-- DATA RECORDS --
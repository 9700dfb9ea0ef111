//! Image resolution collaborator and the session image cache.

use crate::error::GuiError;
use std::collections::HashMap;
use std::path::{Path, PathBuf};
use std::sync::Arc;
use tracing::debug;

/// Where a resolved image was loaded from.
#[derive(Clone, Debug, PartialEq, Eq)]
pub enum ImageLocation {
    File(PathBuf),
}

impl ImageLocation {
    /// URL handed to the system viewer.
    pub fn to_url(&self) -> String {
        match self {
            Self::File(path) => format!("file://{}", path.display()),
        }
    }
}

/// Decoded image ready for display.
#[derive(Clone, Debug)]
pub struct ResolvedImage {
    pub location: ImageLocation,
    /// `[width, height]` in pixels.
    pub size: [u32; 2],
    /// Unpremultiplied RGBA8 pixels, row-major.
    pub rgba: Arc<Vec<u8>>,
}

/// Turns markdown image sources into loadable images.
pub trait ImageResolver {
    /// Base directory for vault-relative sources.
    fn set_vault_root(&mut self, root: Option<PathBuf>);

    /// # Returns
    /// `None` when the source cannot be found or decoded.
    fn resolve(&self, source: &str) -> Option<ResolvedImage>;
}

/// Filesystem resolver: `file://` URLs, then vault-relative paths, then
/// plain filesystem paths.
#[derive(Debug, Default)]
pub struct VaultImageResolver {
    vault_root: Option<PathBuf>,
}

impl VaultImageResolver {
    pub fn new(vault_root: Option<PathBuf>) -> Self {
        Self { vault_root }
    }

    /// Path a source points at, if any candidate exists on disk.
    pub fn locate(&self, source: &str) -> Result<PathBuf, GuiError> {
        let source = source.trim();
        if let Some((scheme, rest)) = split_scheme(source) {
            if !scheme.eq_ignore_ascii_case("file") {
                return Err(GuiError::UnsupportedLocation(source.to_string()));
            }
            let path = PathBuf::from(rest.strip_prefix("localhost").unwrap_or(rest));
            return if path.is_file() {
                Ok(path)
            } else {
                Err(not_found(&path))
            };
        }
        if let Some(root) = self.vault_root.as_ref() {
            let candidate = root.join(source);
            if candidate.is_file() {
                return Ok(candidate);
            }
        }
        let path = PathBuf::from(source);
        if path.is_file() {
            Ok(path)
        } else {
            Err(not_found(&path))
        }
    }

    fn load(&self, source: &str) -> Result<ResolvedImage, GuiError> {
        let path = self.locate(source)?;
        let decoded = image::open(&path).map_err(|err| GuiError::ImageDecode {
            path: path.clone(),
            message: err.to_string(),
        })?;
        let rgba = decoded.to_rgba8();
        let size = [rgba.width(), rgba.height()];
        Ok(ResolvedImage {
            location: ImageLocation::File(path),
            size,
            rgba: Arc::new(rgba.into_raw()),
        })
    }
}

impl ImageResolver for VaultImageResolver {
    fn set_vault_root(&mut self, root: Option<PathBuf>) {
        self.vault_root = root;
    }

    fn resolve(&self, source: &str) -> Option<ResolvedImage> {
        match self.load(source) {
            Ok(image) => Some(image),
            Err(err) => {
                debug!("image '{}' not resolved: {}", source, err);
                None
            }
        }
    }
}

fn not_found(path: &Path) -> GuiError {
    GuiError::io(
        path,
        std::io::Error::new(std::io::ErrorKind::NotFound, "image file not found"),
    )
}

/// `("scheme", rest)` for `scheme://rest` sources.
fn split_scheme(source: &str) -> Option<(&str, &str)> {
    let (scheme, rest) = source.split_once("://")?;
    let mut chars = scheme.chars();
    let valid = chars.next().is_some_and(|c| c.is_ascii_alphabetic())
        && chars.all(|c| c.is_ascii_alphanumeric() || matches!(c, '+' | '-' | '.'));
    valid.then_some((scheme, rest))
}

/// Successful resolutions keyed by source string.
///
/// Entries live for the whole session; changing the vault root does not
/// evict them.
#[derive(Debug, Default)]
pub struct ImageCache {
    entries: HashMap<String, Arc<ResolvedImage>>,
}

impl ImageCache {
    pub fn get_or_resolve(
        &mut self,
        source: &str,
        resolver: &dyn ImageResolver,
    ) -> Option<Arc<ResolvedImage>> {
        if let Some(image) = self.entries.get(source) {
            return Some(Arc::clone(image));
        }
        let image = Arc::new(resolver.resolve(source)?);
        self.entries.insert(source.to_string(), Arc::clone(&image));
        Some(image)
    }

    pub fn len(&self) -> usize {
        self.entries.len()
    }

    pub fn is_empty(&self) -> bool {
        self.entries.is_empty()
    }
}
//! Markdown parsing, position mapping, and styling.

mod ast;
mod engine;
mod lists;
mod position;
mod style;

#[cfg(test)]
mod tests;

pub use ast::{parse, Node, NodeKind, SourceLocation, SourceRange};
pub use engine::{
    CodeBlockInfo, HighlightPass, HighlightResult, ImageInfo, MarkdownStyleEngine, StyleTarget,
};
pub use lists::{checkbox_span, list_marker, toggle_checkbox, CheckboxEdit};
pub use position::SourcePositionMapper;
pub use style::{ResolvedStyle, StylePatch, StyleRun, StyleSheet, StyledRange};
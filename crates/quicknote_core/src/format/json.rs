//! Order-preserving JSON re-layout.
//!
//! The input is validated with `serde_json`, then re-emitted by walking the
//! source chars so key order and scalar spelling survive untouched.

use crate::error::CoreError;
use serde::de::IgnoredAny;

const INDENT: &str = "  ";

fn push_newline(out: &mut String, depth: usize) {
    out.push('\n');
    for _ in 0..depth {
        out.push_str(INDENT);
    }
}

pub(super) fn format(code: &str) -> Result<String, CoreError> {
    let trimmed = code.trim();
    serde_json::from_str::<IgnoredAny>(trimmed)?;

    let chars: Vec<char> = trimmed.chars().collect();
    let mut out = String::with_capacity(trimmed.len() * 2);
    let mut depth = 0usize;
    let mut in_string = false;
    let mut escaped = false;

    for (index, &ch) in chars.iter().enumerate() {
        if in_string {
            out.push(ch);
            if escaped {
                escaped = false;
            } else if ch == '\\' {
                escaped = true;
            } else if ch == '"' {
                in_string = false;
            }
            continue;
        }
        if ch.is_whitespace() {
            continue;
        }
        match ch {
            '"' => {
                in_string = true;
                out.push(ch);
            }
            '{' | '[' => {
                out.push(ch);
                depth += 1;
                let next = chars[index + 1..]
                    .iter()
                    .find(|next| !next.is_whitespace());
                if !matches!(next, Some('}') | Some(']')) {
                    push_newline(&mut out, depth);
                }
            }
            '}' | ']' => {
                depth = depth.saturating_sub(1);
                let last = out.chars().rev().find(|last| !last.is_whitespace());
                if !matches!(last, Some('{') | Some('[')) {
                    push_newline(&mut out, depth);
                }
                out.push(ch);
            }
            ',' => {
                out.push(ch);
                push_newline(&mut out, depth);
            }
            ':' => out.push_str(": "),
            _ => out.push(ch),
        }
    }
    Ok(out)
}

#[cfg(test)]
mod tests {
    use super::format;

    #[test]
    fn nested_structures_indent_two_spaces_per_level() {
        let formatted = format(r#"{"list":[1,2],"obj":{"k":null}}"#).expect("valid json");
        assert_eq!(
            formatted,
            "{\n  \"list\": [\n    1,\n    2\n  ],\n  \"obj\": {\n    \"k\": null\n  }\n}"
        );
    }

    #[test]
    fn string_contents_are_copied_verbatim() {
        let formatted = format(r#"{"a, b": "x: {y}", "q":"say \"hi\""}"#).expect("valid json");
        assert_eq!(
            formatted,
            "{\n  \"a, b\": \"x: {y}\",\n  \"q\": \"say \\\"hi\\\"\"\n}"
        );
    }

    #[test]
    fn scalar_spelling_survives() {
        let formatted = format("[1.50, -0, 1e3]").expect("valid json");
        assert_eq!(formatted, "[\n  1.50,\n  -0,\n  1e3\n]");
    }

    #[test]
    fn empty_nested_bodies_stay_inline() {
        let formatted = format(r#"{"a":{},"b":[ ]}"#).expect("valid json");
        assert_eq!(formatted, "{\n  \"a\": {},\n  \"b\": []\n}");
    }
}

-- WORK REQUEST --
Each line above that contains the string "rest" should be identified and copied.

-- SOLUTION TO THIS PROBLEM --
        if let Some((scheme, rest)) = split_scheme(source) {
            let path = PathBuf::from(rest.strip_prefix("localhost").unwrap_or(rest));
/// `("scheme", rest)` for `scheme://rest` sources.
    let (scheme, rest) = source.split_once("://")?;
    valid.then_some((scheme, rest))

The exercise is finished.